Schulman explained that Kearney
has “two lanes, one northbound lane and one southbound lane,” and a “parking
shoulder,” but no markings. Schulman
noted that there was plenty of room on the road for traffic in both directions,
yet Bohn’s vehicle was driving “maybe a foot, foot-and-a-half” from the parked
vehicles on the shoulder. Schulman then
observed Bohn cross to the southbound lane with about half of his vehicle width
and stay there for “a matter of seconds.”
Schulman then saw Bohn deviate back into his lane so far as to “almost
strike” a parked car on the shoulder.
Schulman described the path of Bohn’s travel as weaving in an S motion. Upon seeing Bohn nearly strike the parked car,
Schulman decided to make an investigatory traffic stop. Bohn was ultimately arrested and charged with
operating a motor vehicle while intoxicated and with a prohibited alcohol concentration,
third offense.
¶4 By pretrial motion, Bohn challenged the legality of the
traffic stop for lack of reasonable suspicion and argued that all evidence
derived from the stop must be suppressed.
The circuit court conducted an evidentiary hearing and by decision dated
October 14, 2008, granted Bohn’s motion to suppress. The State appeals.
¶5 Wisconsin courts have
consistently followed the U.S. Supreme Court’s decisions regarding the
constitutionality of investigatory stops.
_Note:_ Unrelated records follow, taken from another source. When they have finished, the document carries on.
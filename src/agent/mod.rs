//! Agent module - LLM provider access and task execution

pub mod executor;
pub mod llm;

use anyhow::{Context, Result};
use std::sync::Arc;

pub use executor::{AgentExecutor, DispatchResult, ExecuteError, ExecutionResult};
pub use llm::{Completion, CompletionProvider, CompletionRequest, OpenRouterClient, ProviderError};

use crate::config::Config;
use crate::orchestrator::{AgentClassifier, BudgetManager, ModelRouter};

/// Build an executor wired to OpenRouter from configuration
///
/// Fails when no API key is available.
pub fn executor_from_config(config: &Config, budget: BudgetManager) -> Result<AgentExecutor> {
    let client = OpenRouterClient::from_config(&config.openrouter)?;
    executor_with_provider(config, Arc::new(client), budget)
}

/// Build an executor around any completion provider
pub fn executor_with_provider(
    config: &Config,
    provider: Arc<dyn CompletionProvider>,
    budget: BudgetManager,
) -> Result<AgentExecutor> {
    let router = ModelRouter::from_config(&config.routing).context("Invalid routing configuration")?;
    let classifier =
        AgentClassifier::from_config(&config.classifier.rules).context("Invalid classifier rules")?;

    Ok(AgentExecutor::new(provider)
        .with_router(router)
        .with_classifier(classifier)
        .with_budget(budget)
        .with_history_window(config.routing.history_window)
        .with_max_tokens(config.openrouter.max_tokens)
        .with_default_model(config.routing.default_model.as_str()))
}
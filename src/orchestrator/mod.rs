//! Model routing and agent dispatch

pub mod agent_types;
pub mod budget;
pub mod catalog;
pub mod classifier;
pub mod complexity;
pub mod cost;
pub mod registry;
pub mod router;

// Re-export commonly used types
pub use agent_types::{AgentDefinition, AgentStatus, AgentTemplate};
pub use budget::BudgetManager;
pub use catalog::{get_model_by_id, Model, ModelCatalog, QualityTier, SpeedTier};
pub use classifier::{classify_task_for_agent, AgentClassifier, Classification, ClassifierRule};
pub use complexity::{classify_complexity, ComplexitySignals, ComplexityTier};
pub use cost::{estimate_cost, estimate_tokens, TokenUsage};
pub use registry::AgentRegistry;
pub use router::{route_to_model, ModelRouter, RoutingDecision, AUTO_MODEL};
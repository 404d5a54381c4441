//! Keyring integration for secure API key storage
//! Falls back to file storage if keyring is unavailable

use anyhow::{Context, Result};
use std::fs;
use std::path::PathBuf;

const SERVICE_NAME: &str = "ourark";
const API_KEY_USERNAME: &str = "openrouter-api-key";
const API_KEY_FILE: &str = "api_key.txt";

/// Environment variable that takes precedence over stored keys
pub const API_KEY_ENV: &str = "OPENROUTER_API_KEY";

/// Get the path for the fallback API key file
fn api_key_file_path() -> Result<PathBuf> {
    let base = directories::ProjectDirs::from("com", "ourark", "ourark")
        .context("Failed to get project directories")?;
    let dir = base.config_dir();
    fs::create_dir_all(dir).context("Failed to create config directory")?;
    Ok(dir.join(API_KEY_FILE))
}

fn key_from_env() -> Option<String> {
    std::env::var(API_KEY_ENV)
        .ok()
        .map(|k| k.trim().to_string())
        .filter(|k| !k.is_empty())
}

/// Set API key - tries keyring first, falls back to file
pub fn set_api_key(key: &str) -> Result<()> {
    let key = key.trim();
    if key.is_empty() {
        anyhow::bail!("API key must not be empty");
    }

    if let Ok(entry) = keyring::Entry::new(SERVICE_NAME, API_KEY_USERNAME) {
        if entry.set_password(key).is_ok() {
            // Keep a file copy in case keyring retrieval fails later
            let _ = save_to_file(&api_key_file_path()?, key);
            return Ok(());
        }
    }

    save_to_file(&api_key_file_path()?, key)?;
    println!("Note: Using file-based storage (keyring unavailable)");
    Ok(())
}

fn save_to_file(path: &std::path::Path, key: &str) -> Result<()> {
    fs::write(path, key).context("Failed to write API key file")?;

    #[cfg(unix)]
    {
        use std::os::unix::fs::PermissionsExt;
        fs::set_permissions(path, fs::Permissions::from_mode(0o600))
            .context("Failed to set file permissions")?;
    }

    Ok(())
}

fn read_from_file(path: &std::path::Path) -> Result<String> {
    let key = fs::read_to_string(path).context(
        "Failed to read API key. Set OPENROUTER_API_KEY or run 'ourark config --set-api-key YOUR_KEY' first.",
    )?;
    let key = key.trim().to_string();
    if key.is_empty() {
        anyhow::bail!("Stored API key is empty");
    }
    Ok(key)
}

/// Get API key: environment, then keyring, then file
pub fn get_api_key() -> Result<String> {
    if let Some(key) = key_from_env() {
        return Ok(key);
    }

    if let Ok(entry) = keyring::Entry::new(SERVICE_NAME, API_KEY_USERNAME) {
        if let Ok(key) = entry.get_password() {
            return Ok(key);
        }
    }

    read_from_file(&api_key_file_path()?)
}

/// Delete API key from both keyring and file
pub fn delete_api_key() -> Result<()> {
    if let Ok(entry) = keyring::Entry::new(SERVICE_NAME, API_KEY_USERNAME) {
        let _ = entry.delete_credential();
    }

    let path = api_key_file_path()?;
    if path.exists() {
        fs::remove_file(&path).context("Failed to delete API key file")?;
    }

    Ok(())
}

/// Check if API key is available from any source
pub fn has_api_key() -> bool {
    if key_from_env().is_some() {
        return true;
    }

    if let Ok(entry) = keyring::Entry::new(SERVICE_NAME, API_KEY_USERNAME) {
        if entry.get_password().is_ok() {
            return true;
        }
    }

    api_key_file_path().map(|p| p.exists()).unwrap_or(false)
}
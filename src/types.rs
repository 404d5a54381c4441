//! Shared types used across modules
//!
//! This module contains types that are used by multiple modules
//! to avoid circular dependencies.

use serde::{Deserialize, Serialize};

/// A single message in a conversation
#[derive(Debug, Clone, PartialEq, Serialize, Deserialize)]
pub struct Message {
    pub role: Role,
    pub content: String,
}

impl Message {
    pub fn new(role: Role, content: impl Into<String>) -> Self {
        Self { role, content: content.into() }
    }

    pub fn system(content: impl Into<String>) -> Self {
        Self::new(Role::System, content)
    }

    pub fn user(content: impl Into<String>) -> Self {
        Self::new(Role::User, content)
    }

    pub fn assistant(content: impl Into<String>) -> Self {
        Self::new(Role::Assistant, content)
    }
}

/// Role of a message sender
#[derive(Debug, Clone, Copy, Serialize, Deserialize, PartialEq, Eq)]
#[serde(rename_all = "lowercase")]
pub enum Role {
    User,
    Assistant,
    System,
}

impl Role {
    /// Convert to OpenAI-style role string
    pub fn to_openai_string(&self) -> &'static str {
        match self {
            Role::User => "user",
            Role::Assistant => "assistant",
            Role::System => "system",
        }
    }
}

impl std::fmt::Display for Role {
    fn fmt(&self, f: &mut std::fmt::Formatter<'_>) -> std::fmt::Result {
        match self {
            Role::User => write!(f, "User"),
            Role::Assistant => write!(f, "Assistant"),
            Role::System => write!(f, "System"),
        }
    }
}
State v. Richardson, 156 Wis.
2d 128, 138, 456 N.W.2d 830 (1990).
Police may, in appropriate circumstances, approach a person for purposes
of investigating possible criminal behavior without probable cause to make an
arrest. Id.
(citing Terry v. Ohio, 392 U.S. 1, 22 (1968)). However, in justifying the stop, the officer
“must be able to point to specific and articulable facts which, taken together
with rational inferences from those facts, reasonably warrant that
intrusion.” Terry, 392 U.S.
at 21. Investigative stops are
considered seizures within the meaning of the Fourth Amendment; therefore, the
stop must be based on a reasonable suspicion in order to pass constitutional muster. State v. Harris, 206 Wis. 2d 243, 258-59, 557
N.W.2d 245 (1996). “An
inchoate and unparticularized suspicion or hunch will not suffice.” State v. Fields, 2000 WI App 218,
¶10, 239 Wis.
2d 38, 619 N.W.2d 279.
¶6 Whether evidence obtained following an investigative stop
should be suppressed is a question of constitutional fact. See
State v. Alexander, 2008 WI App 9, ¶7, 307 Wis. 2d 323, 744 N.W.2d 909. In
reviewing questions of constitutional fact, we will uphold a circuit court’s
factual findings unless they are clearly erroneous, but we will independently
decide whether those facts meet the constitutional standard. Id. The State does not contest the circuit court’s
factual findings, but argues that the circuit court improperly determined that
the facts do not rise to the level of reasonable suspicion.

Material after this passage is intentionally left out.